A crown is usually required when a tooth is missing over 50% of the visible surface, when there are cracks in the tooth or when a tooth has had endodontic therapy, or “root canal”.
Crowns usually take two appointments to complete; during the first appointment the tooth is prepared, an impression taken and a temporary crown fabricated and placed; the second appointment (usually a few weeks later) is when the new crown is tried in, adjusted and permanently cemented.
Also called a Fixed Partial Denture, this restoration is used to replace a missing tooth by joining or “bridging” the teeth on either side of the missing tooth , called “abutment” teeth.
The abutment teeth are prepared to accommodate the material used to restore the missing tooth. This is a two-appointment procedure as it takes the lab a few weeks to fabricate the final bridge restoration. In the meantime, an acrylic temporary bridge is placed.
Also known as “periodontal disease” this is a process caused by long-term build-up of plaque and tartear that leads to the recession of gum tissue and loss of bone surrounding and supporting the teeth. If left untreated, periodontal disease will cause loosening and the eventual loss of teeth.
Plaque is full of microorganisms (bacteria). This sticky bio-film will remain attached to the teeth for around 24 hours before it is calcified and turns into a hard material called tarter. Tarter build up around teeth will attract more plaque and eventually grow in size causing the gums and bone to recede.

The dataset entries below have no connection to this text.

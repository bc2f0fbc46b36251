//! HTTP handlers. Each one maps a request onto a gateway call and back.

pub mod bucket_handlers;
pub mod health_handlers;
pub mod object_handlers;
pub mod transfer_handlers;
pub mod usage_handlers;
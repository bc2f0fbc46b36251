//! Shared fixtures for in-crate tests.

use bytes::Bytes;
use futures::stream;
use sqlx::{
    SqlitePool,
    sqlite::{SqliteConnectOptions, SqliteJournalMode, SqlitePoolOptions},
};
use std::{path::PathBuf, sync::Arc, time::Duration};
use uuid::Uuid;

use crate::{
    auth::CallerIdentity,
    db,
    models::{object::Object, token::DownloadToken},
    services::{
        blob_store::{ByteStream, DiskBlobStore},
        extensions::builtin_registry,
        gateway::{GatewaySettings, TransferGateway, UploadRequest},
        hooks::{DispatcherSettings, HookDispatcher, RegistryDispatcher, RequestSnapshot},
        object_store::SqliteObjectStore,
        provider::LocalTokenProvider,
        token_store::{SqliteTokenStore, TokenStore},
    },
};

/// Single-connection in-memory database with the schema applied.
pub async fn memory_pool() -> Arc<SqlitePool> {
    let pool = SqlitePoolOptions::new()
        .max_connections(1)
        .idle_timeout(None)
        .max_lifetime(None)
        .connect("sqlite::memory:")
        .await
        .expect("open in-memory sqlite");
    db::run_migrations(&pool).await.expect("apply migrations");
    Arc::new(pool)
}

/// File-backed database shared by several connections, for tests that race
/// writers against each other.
pub async fn shared_pool() -> Arc<SqlitePool> {
    let options = SqliteConnectOptions::new()
        .filename(scratch_dir().join("meta.db"))
        .create_if_missing(true)
        .journal_mode(SqliteJournalMode::Wal)
        .busy_timeout(Duration::from_secs(10));
    let pool = SqlitePoolOptions::new()
        .max_connections(4)
        .connect_with(options)
        .await
        .expect("open file-backed sqlite");
    db::run_migrations(&pool).await.expect("apply migrations");
    Arc::new(pool)
}

/// Fresh, existing directory under the system temp dir.
pub fn scratch_dir() -> PathBuf {
    let dir = std::env::temp_dir().join(format!("transfer-gateway-{}", Uuid::new_v4()));
    std::fs::create_dir_all(&dir).expect("create scratch dir");
    dir
}

pub fn alice() -> CallerIdentity {
    CallerIdentity {
        user_id: "alice".into(),
        app_id: None,
        roles: vec!["admin".into()],
    }
}

pub fn bob() -> CallerIdentity {
    CallerIdentity {
        user_id: "bob".into(),
        app_id: None,
        roles: Vec::new(),
    }
}

pub fn byte_body(data: Vec<u8>) -> ByteStream<'static> {
    Box::pin(stream::iter(vec![Ok(Bytes::from(data))]))
}

pub fn chunked_body(chunks: Vec<Vec<u8>>) -> ByteStream<'static> {
    Box::pin(stream::iter(
        chunks.into_iter().map(|chunk| Ok(Bytes::from(chunk))),
    ))
}

/// A gateway over SQLite in memory, a scratch disk store and the local provider.
pub struct TestHarness {
    pub gateway: TransferGateway,
    pub tokens: Arc<SqliteTokenStore>,
    pub hooks: Arc<RegistryDispatcher>,
    pub blob_dir: PathBuf,
}

impl TestHarness {
    pub async fn new() -> Self {
        Self::build(memory_pool().await, Duration::from_secs(900), None).await
    }

    pub async fn with_ttl(ttl: Duration) -> Self {
        Self::build(memory_pool().await, ttl, None).await
    }

    pub async fn with_quota(quota_bytes: i64) -> Self {
        Self::build(memory_pool().await, Duration::from_secs(900), Some(quota_bytes)).await
    }

    /// Gateway over a multi-connection database, for concurrent callers.
    pub async fn shared() -> Self {
        Self::build(shared_pool().await, Duration::from_secs(900), None).await
    }

    async fn build(pool: Arc<SqlitePool>, token_ttl: Duration, quota_bytes: Option<i64>) -> Self {
        let objects = Arc::new(SqliteObjectStore::new(pool.clone()));
        let tokens = Arc::new(SqliteTokenStore::new(pool));
        let blob_dir = scratch_dir();
        let blobs = Arc::new(DiskBlobStore::new(blob_dir.clone()));
        let provider = Arc::new(LocalTokenProvider::new(tokens.clone(), ""));
        let hooks = Arc::new(RegistryDispatcher::new(
            builtin_registry(objects.clone(), quota_bytes, true),
            DispatcherSettings {
                hook_timeout: Duration::from_secs(2),
                workers: 2,
                queue_capacity: 64,
            },
        ));

        let gateway = TransferGateway::new(
            objects,
            tokens.clone(),
            blobs,
            provider,
            hooks.clone(),
            GatewaySettings {
                token_ttl,
                max_upload_size: 1024 * 1024,
                internal_bucket: "int_storage".into(),
                quota_bytes,
            },
        );
        gateway
            .ensure_internal_bucket()
            .await
            .expect("internal bucket");

        Self {
            gateway,
            tokens,
            hooks,
            blob_dir,
        }
    }

    pub fn snapshot(&self) -> RequestSnapshot {
        RequestSnapshot {
            method: "POST".into(),
            path: "/storage/test".into(),
            headers: Vec::new(),
            client_ip: Some("127.0.0.1".into()),
        }
    }

    pub async fn upload(
        &self,
        caller: &CallerIdentity,
        bucket: &str,
        name: &str,
        data: &[u8],
    ) -> Object {
        self.upload_into(caller, bucket, None, name, data).await
    }

    pub async fn upload_into(
        &self,
        caller: &CallerIdentity,
        bucket: &str,
        parent_folder_id: Option<Uuid>,
        name: &str,
        data: &[u8],
    ) -> Object {
        self.gateway
            .upload_stream(
                caller,
                &self.snapshot(),
                UploadRequest {
                    bucket: bucket.into(),
                    parent_folder_id,
                    name: name.into(),
                    content_type: "application/octet-stream".into(),
                    declared_size: Some(data.len() as i64),
                    metadata: None,
                },
                byte_body(data.to_vec()),
            )
            .await
            .expect("upload")
    }

    /// Regular files currently held by the disk store.
    pub fn payload_files(&self) -> usize {
        fn walk(dir: &std::path::Path) -> usize {
            let Ok(entries) = std::fs::read_dir(dir) else {
                return 0;
            };
            entries
                .flatten()
                .map(|entry| {
                    let path = entry.path();
                    if path.is_dir() { walk(&path) } else { 1 }
                })
                .sum()
        }
        walk(&self.blob_dir)
    }

    /// Poll until the download token has been finalized.
    pub async fn wait_for_download(&self, token: &str) -> DownloadToken {
        for _ in 0..200 {
            let current = self
                .tokens
                .get_download_token_by_token(token)
                .await
                .expect("download token");
            if current.completed {
                return current;
            }
            tokio::time::sleep(Duration::from_millis(10)).await;
        }
        panic!("download token was never finalized");
    }

    /// Poll until the after-hook workers have drained `count` jobs.
    pub async fn wait_for_hooks(&self, count: u64) {
        for _ in 0..200 {
            if self.hooks.stats().completed >= count {
                return;
            }
            tokio::time::sleep(Duration::from_millis(10)).await;
        }
        panic!("hook workers did not drain {} jobs", count);
    }
}
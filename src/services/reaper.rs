use chrono::{DateTime, Utc};
use std::{sync::Arc, time::Duration};
use tokio::time::{MissedTickBehavior, interval};

use crate::services::{object_store::StoreResult, token_store::TokenStore};

/// Background worker that removes expired transfer tokens.
pub struct TokenReaper {
    tokens: Arc<dyn TokenStore>,
    every: Duration,
}

impl TokenReaper {
    pub fn new(tokens: Arc<dyn TokenStore>, every: Duration) -> Self {
        Self { tokens, every }
    }

    /// Run the reaper in a background loop
    pub async fn run(&self) {
        tracing::info!(interval_secs = self.every.as_secs(), "Starting token reaper");

        let mut ticker = interval(self.every.max(Duration::from_secs(1)));
        ticker.set_missed_tick_behavior(MissedTickBehavior::Delay);

        loop {
            ticker.tick().await;

            if let Err(e) = self.sweep_once(Utc::now()).await {
                tracing::error!("Error reaping expired tokens: {:?}", e);
            }
        }
    }

    /// Delete every token that expired before `now`; returns (uploads, downloads).
    pub async fn sweep_once(&self, now: DateTime<Utc>) -> StoreResult<(u64, u64)> {
        let uploads = self.tokens.delete_expired_upload_tokens(now).await?;
        let downloads = self.tokens.delete_expired_download_tokens(now).await?;
        if uploads > 0 || downloads > 0 {
            tracing::info!(uploads, downloads, "Reaped expired transfer tokens");
        }
        Ok((uploads, downloads))
    }
}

This process can be stopped early (before the tarter builds up below the gum-line) by brushing, flossing and regular dental cleanings. If the build-up of tarter extends below the gum-line, more aggressive treatment, such as Scaling and Root Planning or Periodontal Surgery may be needed.
We eat food every day and not all of us are fastidious about keeping our teeth cleaned; everyone has gum disease to some extent. To determine the extent of gum disease and the appropriate treatment, you will need to have a complete examination with a full set of radiographs (x-rays). It is important to know that periodontal disease is painless until near the end. It's very similar to high blood pressure; prevention and being pro-active is the BEST way to treat gum disease!
Each tooth has an internal chamber that begins just under the biting surface and extends down to the ends of each root. This chamber houses the “pulp” which is comprised of blood and nerve tissue and various other cellular entities which allow the tooth to sense the temperature of food and beverage.
When tooth decay (caries) or trauma of the tooth structure (such as a fracture) reach the pulp, the tissue becomes irreversibly inflamed and dies. When this happens there are only two choices for treatment: pull the whole tooth or salvage the tooth by removing the diseased pulp tissue.
Endodontic therapy, or a “root canal”, is a procedure that removes the infected pulp tissue, cleans and disinfects the chamber and seals it up with an inert material preventing further infection .
It is very important to know that almost every tooth that has had endodontic therapy will need a crown placed to keep it from fracturing. The reason: accessing the pulp chamber, removing the pulp tissue, and reshaping the canal weakens the tooth. A crown reinforces the structural integrity and provides for normal esthetics and function.
Implants are a wonderful option for replacing missing teeth, whether they be single teeth, multiple teeth or the entire dentition. Implants are also an excellent way to secure complete dentures from “flopping around” in the mouth. Implants are titanium posts that are placed into the upper or lower jaw and allowed to integrate with the bone.
After complete integration (usually a few months) the implants are “loaded” with the appropriate restorations, which allow for normal function and esthetics. Whether we are replacing a single tooth or restoring your entire mouth, implants require multiple appointments and several months to complete. The time and effort are worth it as these are the best restorations dentistry has to offer.
There are times when a tooth cannot be restored due to extensive decay or trauma. When this is the case, the tooth must be extracted. Depending on the location and the extent of damage to the tooth, a surgical approach may be necessary.
After the area is thoroughly anesthetized , the gum tissue is reflected and bone removed from around the remainder of the tooth to facilitate its removal. The surgical area is cleaned and the gum tissue sutured back into place to allow complete healing.